> [Task prompt]:
How many lines below include the string "RecordSaved"? State the number alone.

(Collected data)
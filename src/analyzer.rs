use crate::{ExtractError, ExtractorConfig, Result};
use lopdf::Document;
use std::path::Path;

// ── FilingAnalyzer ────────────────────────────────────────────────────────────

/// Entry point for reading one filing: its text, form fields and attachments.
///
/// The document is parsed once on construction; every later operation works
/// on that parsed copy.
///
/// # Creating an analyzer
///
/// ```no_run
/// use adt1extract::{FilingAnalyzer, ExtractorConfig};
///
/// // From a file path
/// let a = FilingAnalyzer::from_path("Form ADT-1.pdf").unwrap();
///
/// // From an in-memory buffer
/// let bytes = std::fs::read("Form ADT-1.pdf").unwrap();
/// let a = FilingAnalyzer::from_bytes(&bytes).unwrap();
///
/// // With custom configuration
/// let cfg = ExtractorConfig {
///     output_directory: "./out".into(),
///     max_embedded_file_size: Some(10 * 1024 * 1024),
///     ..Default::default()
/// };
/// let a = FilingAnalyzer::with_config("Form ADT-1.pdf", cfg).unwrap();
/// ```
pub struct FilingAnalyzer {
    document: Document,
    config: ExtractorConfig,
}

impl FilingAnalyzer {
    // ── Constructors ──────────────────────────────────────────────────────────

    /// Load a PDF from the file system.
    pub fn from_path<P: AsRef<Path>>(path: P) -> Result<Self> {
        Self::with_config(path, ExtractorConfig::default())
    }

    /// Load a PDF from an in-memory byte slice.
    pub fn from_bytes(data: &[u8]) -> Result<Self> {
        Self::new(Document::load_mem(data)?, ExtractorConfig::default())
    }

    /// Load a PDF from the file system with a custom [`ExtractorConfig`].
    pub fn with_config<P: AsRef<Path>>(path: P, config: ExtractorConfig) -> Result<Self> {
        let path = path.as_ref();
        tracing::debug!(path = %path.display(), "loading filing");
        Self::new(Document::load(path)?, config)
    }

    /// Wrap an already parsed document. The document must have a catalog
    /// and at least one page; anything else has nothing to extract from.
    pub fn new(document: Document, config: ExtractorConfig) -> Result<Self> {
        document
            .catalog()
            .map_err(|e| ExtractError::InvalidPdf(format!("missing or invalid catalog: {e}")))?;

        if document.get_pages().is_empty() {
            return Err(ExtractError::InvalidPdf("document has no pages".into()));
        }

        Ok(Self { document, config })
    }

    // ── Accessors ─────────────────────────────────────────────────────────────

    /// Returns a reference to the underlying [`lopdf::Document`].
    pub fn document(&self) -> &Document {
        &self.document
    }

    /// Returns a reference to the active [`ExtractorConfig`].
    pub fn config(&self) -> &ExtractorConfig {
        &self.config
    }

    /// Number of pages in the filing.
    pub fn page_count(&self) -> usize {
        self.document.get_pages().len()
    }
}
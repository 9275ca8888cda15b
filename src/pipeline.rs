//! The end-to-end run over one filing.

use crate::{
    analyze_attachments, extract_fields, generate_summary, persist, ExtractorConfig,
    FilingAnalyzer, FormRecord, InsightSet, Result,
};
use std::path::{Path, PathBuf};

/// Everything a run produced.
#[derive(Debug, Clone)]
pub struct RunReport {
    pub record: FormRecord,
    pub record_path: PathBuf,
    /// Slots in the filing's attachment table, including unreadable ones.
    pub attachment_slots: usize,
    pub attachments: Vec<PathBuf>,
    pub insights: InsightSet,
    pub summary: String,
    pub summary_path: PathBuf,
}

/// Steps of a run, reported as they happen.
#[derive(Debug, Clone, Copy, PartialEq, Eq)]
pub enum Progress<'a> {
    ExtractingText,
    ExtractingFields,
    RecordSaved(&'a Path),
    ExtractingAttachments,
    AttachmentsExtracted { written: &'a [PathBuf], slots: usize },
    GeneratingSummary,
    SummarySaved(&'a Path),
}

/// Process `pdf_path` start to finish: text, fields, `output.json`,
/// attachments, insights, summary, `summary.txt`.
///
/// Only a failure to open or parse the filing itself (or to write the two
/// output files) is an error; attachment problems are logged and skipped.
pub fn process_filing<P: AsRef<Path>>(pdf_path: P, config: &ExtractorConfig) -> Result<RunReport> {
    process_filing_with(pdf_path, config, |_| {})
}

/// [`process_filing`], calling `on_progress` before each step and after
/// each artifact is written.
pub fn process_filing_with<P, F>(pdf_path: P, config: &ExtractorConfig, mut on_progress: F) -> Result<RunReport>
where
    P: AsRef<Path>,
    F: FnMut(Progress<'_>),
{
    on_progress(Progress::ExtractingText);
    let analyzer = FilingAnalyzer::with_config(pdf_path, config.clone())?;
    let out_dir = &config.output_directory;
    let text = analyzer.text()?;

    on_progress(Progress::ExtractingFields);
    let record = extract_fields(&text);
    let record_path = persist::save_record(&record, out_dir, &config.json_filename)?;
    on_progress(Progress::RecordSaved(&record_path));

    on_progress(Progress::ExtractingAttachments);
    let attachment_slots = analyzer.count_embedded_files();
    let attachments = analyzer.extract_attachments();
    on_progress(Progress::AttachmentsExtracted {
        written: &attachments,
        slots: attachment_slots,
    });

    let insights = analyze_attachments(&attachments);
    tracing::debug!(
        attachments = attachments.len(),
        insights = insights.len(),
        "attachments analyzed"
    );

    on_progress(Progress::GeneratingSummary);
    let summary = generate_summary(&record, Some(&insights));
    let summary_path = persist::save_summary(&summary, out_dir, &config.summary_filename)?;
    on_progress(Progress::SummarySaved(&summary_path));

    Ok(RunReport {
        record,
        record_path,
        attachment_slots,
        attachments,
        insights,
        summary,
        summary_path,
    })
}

...

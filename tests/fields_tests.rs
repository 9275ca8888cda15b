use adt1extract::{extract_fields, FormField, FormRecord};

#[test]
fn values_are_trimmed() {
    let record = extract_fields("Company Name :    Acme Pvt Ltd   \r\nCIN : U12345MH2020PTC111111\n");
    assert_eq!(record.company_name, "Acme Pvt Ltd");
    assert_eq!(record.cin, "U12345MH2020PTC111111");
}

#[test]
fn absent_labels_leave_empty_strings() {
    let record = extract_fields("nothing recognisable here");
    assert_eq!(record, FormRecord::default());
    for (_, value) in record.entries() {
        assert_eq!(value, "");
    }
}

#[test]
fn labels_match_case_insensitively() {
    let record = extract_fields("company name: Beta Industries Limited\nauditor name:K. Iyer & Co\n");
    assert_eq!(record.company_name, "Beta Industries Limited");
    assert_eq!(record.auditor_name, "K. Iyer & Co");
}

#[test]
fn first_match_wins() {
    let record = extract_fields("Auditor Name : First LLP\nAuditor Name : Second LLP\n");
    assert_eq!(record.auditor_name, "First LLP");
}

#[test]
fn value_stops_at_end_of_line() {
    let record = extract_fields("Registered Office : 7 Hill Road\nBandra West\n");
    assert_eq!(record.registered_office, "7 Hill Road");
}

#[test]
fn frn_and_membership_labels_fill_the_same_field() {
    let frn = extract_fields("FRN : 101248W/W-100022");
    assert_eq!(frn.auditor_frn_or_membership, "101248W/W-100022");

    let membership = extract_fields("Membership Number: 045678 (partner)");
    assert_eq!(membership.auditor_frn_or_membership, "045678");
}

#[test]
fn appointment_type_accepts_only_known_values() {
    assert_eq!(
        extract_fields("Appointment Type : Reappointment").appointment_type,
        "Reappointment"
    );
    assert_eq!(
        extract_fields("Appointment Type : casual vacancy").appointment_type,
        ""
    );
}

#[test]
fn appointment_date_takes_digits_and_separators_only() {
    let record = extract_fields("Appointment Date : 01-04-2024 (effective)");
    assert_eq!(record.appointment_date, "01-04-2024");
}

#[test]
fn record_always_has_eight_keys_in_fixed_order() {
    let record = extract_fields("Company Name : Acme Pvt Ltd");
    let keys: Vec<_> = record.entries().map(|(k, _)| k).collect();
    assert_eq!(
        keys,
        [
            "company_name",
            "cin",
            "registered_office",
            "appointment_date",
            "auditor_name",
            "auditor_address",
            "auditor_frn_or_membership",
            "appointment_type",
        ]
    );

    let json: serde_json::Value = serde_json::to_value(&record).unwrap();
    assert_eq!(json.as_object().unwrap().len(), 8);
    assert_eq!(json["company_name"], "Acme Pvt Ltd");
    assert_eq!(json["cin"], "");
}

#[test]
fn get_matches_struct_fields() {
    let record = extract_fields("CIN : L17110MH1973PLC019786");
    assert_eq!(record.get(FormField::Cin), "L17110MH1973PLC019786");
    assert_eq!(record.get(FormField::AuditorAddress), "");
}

> [Written response]:
2